Records from a data source
▼

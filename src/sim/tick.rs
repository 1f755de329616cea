//! Simulation tick
//!
//! One tick advances the run by one display frame. It is split in two so
//! the frame clock can hand the resolved state to the presenter before the
//! spawn roll, keeping the frame order move → shoot → resolve → render →
//! HUD → spawn.

use glam::Vec2;

use super::combat::{
    enemy_actions, maybe_spawn_enemy, shoot_bullet, update_bullets, update_enemy_bullets,
};
use super::movement::{MoveKeys, move_player};
use super::state::GameState;
use crate::aim_angle;

/// Input snapshot for a single tick
#[derive(Debug, Clone, Default)]
pub struct TickInput {
    /// Movement keys held right now
    pub keys: MoveKeys,
    /// Pointer position in playfield coordinates
    pub pointer: Vec2,
    /// Pointer button held (auto-fire)
    pub pointer_down: bool,
    /// Pointer was pressed since the previous tick, even if already released
    pub fire_pressed: bool,
    /// Monotonic timestamp in milliseconds (drives the shot cooldown)
    pub now_ms: f64,
}

/// How a tick ended
#[derive(Debug, Clone, Copy, PartialEq, Eq)]
pub enum TickOutcome {
    /// State was not running; nothing changed
    Skipped,
    /// Keep scheduling ticks
    Continue,
    /// Player died this tick; no further ticks may run
    GameOver,
}

/// Movement, shooting and hit resolution for one tick
///
/// On `GameOver` the remaining steps are skipped so nothing changes after
/// the lethal hit.
pub fn resolve_tick(state: &mut GameState, input: &TickInput) -> TickOutcome {
    if !state.is_running() {
        return TickOutcome::Skipped;
    }

    state.events.clear();
    state.time_ticks += 1;

    let bounds = state.bounds();
    move_player(&mut state.player, input.keys, bounds);
    state.aim_angle = aim_angle(state.player.pos, input.pointer);

    if input.pointer_down || input.fire_pressed {
        shoot_bullet(state, input.pointer, input.now_ms);
    }

    update_bullets(state);
    if update_enemy_bullets(state) {
        return TickOutcome::GameOver;
    }

    enemy_actions(state);
    TickOutcome::Continue
}

/// End-of-tick spawn roll
pub fn spawn_step(state: &mut GameState) {
    if state.is_running() {
        maybe_spawn_enemy(state);
    }
}

/// Advance the state by one full tick (no presentation in between)
pub fn tick(state: &mut GameState, input: &TickInput) -> TickOutcome {
    let outcome = resolve_tick(state, input);
    if outcome == TickOutcome::Continue {
        spawn_step(state);
    }
    outcome
}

▲

▸ The task
Look above for lines with the word "TickInput" and copy them all.

▸ Result
pub struct TickInput {
pub fn resolve_tick(state: &mut GameState, input: &TickInput) -> TickOutcome {
pub fn tick(state: &mut GameState, input: &TickInput) -> TickOutcome {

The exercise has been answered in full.